Aim of the task → Copy out each line of the material that includes the word "Value".

● ● ● ● ● ● ●

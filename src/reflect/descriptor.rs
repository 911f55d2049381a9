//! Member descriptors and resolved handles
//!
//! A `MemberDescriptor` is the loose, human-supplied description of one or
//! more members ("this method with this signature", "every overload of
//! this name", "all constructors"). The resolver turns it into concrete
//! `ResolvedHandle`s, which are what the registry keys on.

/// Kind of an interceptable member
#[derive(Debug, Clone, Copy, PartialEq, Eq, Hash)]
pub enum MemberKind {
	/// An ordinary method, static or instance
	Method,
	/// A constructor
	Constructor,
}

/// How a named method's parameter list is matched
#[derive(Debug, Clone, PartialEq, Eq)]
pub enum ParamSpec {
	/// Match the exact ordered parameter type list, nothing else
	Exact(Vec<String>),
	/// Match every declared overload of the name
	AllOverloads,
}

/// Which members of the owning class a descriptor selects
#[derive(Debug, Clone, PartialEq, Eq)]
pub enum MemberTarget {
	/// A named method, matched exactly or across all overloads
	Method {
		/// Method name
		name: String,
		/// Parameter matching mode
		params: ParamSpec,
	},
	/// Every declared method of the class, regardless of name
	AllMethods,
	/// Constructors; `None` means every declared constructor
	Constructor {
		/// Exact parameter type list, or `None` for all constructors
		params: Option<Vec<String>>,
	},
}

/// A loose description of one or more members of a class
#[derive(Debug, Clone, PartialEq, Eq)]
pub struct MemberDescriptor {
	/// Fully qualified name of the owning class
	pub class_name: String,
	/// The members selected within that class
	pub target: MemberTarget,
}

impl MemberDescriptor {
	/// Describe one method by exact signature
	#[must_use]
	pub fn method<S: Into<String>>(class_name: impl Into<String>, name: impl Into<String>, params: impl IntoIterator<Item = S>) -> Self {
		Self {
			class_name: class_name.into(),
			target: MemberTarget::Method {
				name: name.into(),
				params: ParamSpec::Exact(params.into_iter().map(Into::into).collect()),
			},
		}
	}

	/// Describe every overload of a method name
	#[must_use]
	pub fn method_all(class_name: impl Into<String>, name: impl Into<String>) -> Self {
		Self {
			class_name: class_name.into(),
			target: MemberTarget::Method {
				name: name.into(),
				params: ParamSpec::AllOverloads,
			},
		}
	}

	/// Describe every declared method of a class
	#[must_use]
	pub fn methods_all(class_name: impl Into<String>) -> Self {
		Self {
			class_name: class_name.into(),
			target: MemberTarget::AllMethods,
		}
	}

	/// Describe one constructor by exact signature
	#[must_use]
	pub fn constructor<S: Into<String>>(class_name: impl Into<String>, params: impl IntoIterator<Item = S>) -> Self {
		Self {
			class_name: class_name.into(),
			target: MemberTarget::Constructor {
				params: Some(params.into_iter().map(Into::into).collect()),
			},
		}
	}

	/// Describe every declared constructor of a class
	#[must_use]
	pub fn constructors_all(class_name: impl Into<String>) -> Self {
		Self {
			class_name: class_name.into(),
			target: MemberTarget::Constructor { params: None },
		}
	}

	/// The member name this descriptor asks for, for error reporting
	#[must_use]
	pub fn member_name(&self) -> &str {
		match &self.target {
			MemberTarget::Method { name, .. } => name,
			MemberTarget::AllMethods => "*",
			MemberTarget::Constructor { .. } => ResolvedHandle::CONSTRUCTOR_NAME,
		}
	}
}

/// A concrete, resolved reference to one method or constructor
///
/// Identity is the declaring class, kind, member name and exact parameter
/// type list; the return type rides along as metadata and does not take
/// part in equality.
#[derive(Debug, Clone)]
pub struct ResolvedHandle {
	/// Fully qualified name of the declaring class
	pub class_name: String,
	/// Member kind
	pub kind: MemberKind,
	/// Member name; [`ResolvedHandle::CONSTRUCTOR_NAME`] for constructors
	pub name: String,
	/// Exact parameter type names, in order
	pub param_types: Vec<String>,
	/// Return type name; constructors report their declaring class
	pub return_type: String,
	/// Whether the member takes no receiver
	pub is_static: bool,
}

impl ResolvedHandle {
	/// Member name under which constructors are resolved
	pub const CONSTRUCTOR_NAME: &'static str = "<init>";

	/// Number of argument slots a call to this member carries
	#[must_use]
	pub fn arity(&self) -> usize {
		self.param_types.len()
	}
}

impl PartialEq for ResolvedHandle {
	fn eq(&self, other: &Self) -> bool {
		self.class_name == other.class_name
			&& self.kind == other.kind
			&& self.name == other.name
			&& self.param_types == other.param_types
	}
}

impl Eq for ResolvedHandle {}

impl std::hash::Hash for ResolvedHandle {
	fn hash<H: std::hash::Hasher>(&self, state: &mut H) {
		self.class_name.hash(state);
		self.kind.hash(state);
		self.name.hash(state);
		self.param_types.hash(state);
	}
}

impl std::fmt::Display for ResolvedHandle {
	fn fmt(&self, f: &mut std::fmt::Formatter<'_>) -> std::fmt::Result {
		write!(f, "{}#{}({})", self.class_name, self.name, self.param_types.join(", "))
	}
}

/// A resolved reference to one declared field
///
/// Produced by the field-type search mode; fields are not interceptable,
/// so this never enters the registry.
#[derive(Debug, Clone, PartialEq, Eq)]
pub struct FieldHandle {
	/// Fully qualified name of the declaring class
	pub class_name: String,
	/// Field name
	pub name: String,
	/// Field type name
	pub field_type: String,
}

● ● ● ● ● ● ●

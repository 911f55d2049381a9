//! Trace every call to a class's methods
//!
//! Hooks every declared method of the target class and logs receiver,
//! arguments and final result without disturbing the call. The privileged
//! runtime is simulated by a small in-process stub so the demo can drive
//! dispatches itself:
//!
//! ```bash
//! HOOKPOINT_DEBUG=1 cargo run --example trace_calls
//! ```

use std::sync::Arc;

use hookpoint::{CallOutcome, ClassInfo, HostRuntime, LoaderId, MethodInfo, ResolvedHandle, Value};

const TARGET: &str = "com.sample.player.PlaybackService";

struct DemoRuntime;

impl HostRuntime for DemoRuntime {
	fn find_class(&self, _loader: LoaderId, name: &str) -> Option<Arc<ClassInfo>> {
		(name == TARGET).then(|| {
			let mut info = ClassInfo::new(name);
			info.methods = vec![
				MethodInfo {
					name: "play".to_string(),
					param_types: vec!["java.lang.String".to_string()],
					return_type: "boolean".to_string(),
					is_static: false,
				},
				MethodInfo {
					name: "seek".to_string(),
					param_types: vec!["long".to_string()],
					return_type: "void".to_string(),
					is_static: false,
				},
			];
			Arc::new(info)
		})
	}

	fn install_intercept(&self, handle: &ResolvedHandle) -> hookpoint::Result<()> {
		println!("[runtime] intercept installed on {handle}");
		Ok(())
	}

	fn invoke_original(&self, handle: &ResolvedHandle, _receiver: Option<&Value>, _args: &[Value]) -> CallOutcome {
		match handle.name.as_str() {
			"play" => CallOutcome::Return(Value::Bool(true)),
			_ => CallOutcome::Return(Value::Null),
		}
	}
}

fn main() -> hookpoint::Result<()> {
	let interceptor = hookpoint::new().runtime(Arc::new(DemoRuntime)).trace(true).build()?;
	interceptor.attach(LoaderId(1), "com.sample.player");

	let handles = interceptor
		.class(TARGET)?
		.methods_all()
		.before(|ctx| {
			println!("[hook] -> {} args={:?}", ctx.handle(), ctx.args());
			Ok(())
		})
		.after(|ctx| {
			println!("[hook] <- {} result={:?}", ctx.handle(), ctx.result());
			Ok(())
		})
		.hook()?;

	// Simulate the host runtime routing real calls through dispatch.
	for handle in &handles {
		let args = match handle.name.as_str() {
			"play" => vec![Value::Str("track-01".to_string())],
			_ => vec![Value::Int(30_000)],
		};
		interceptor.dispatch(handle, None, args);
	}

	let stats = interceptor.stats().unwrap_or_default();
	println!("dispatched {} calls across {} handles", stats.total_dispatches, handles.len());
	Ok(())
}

● ● ● ● ● ● ●

Task response →
use hookpoint::{CallOutcome, ClassInfo, HostRuntime, LoaderId, MethodInfo, ResolvedHandle, Value};
	fn invoke_original(&self, handle: &ResolvedHandle, _receiver: Option<&Value>, _args: &[Value]) -> CallOutcome {
			"play" => CallOutcome::Return(Value::Bool(true)),
			_ => CallOutcome::Return(Value::Null),
			"play" => vec![Value::Str("track-01".to_string())],
			_ => vec![Value::Int(30_000)],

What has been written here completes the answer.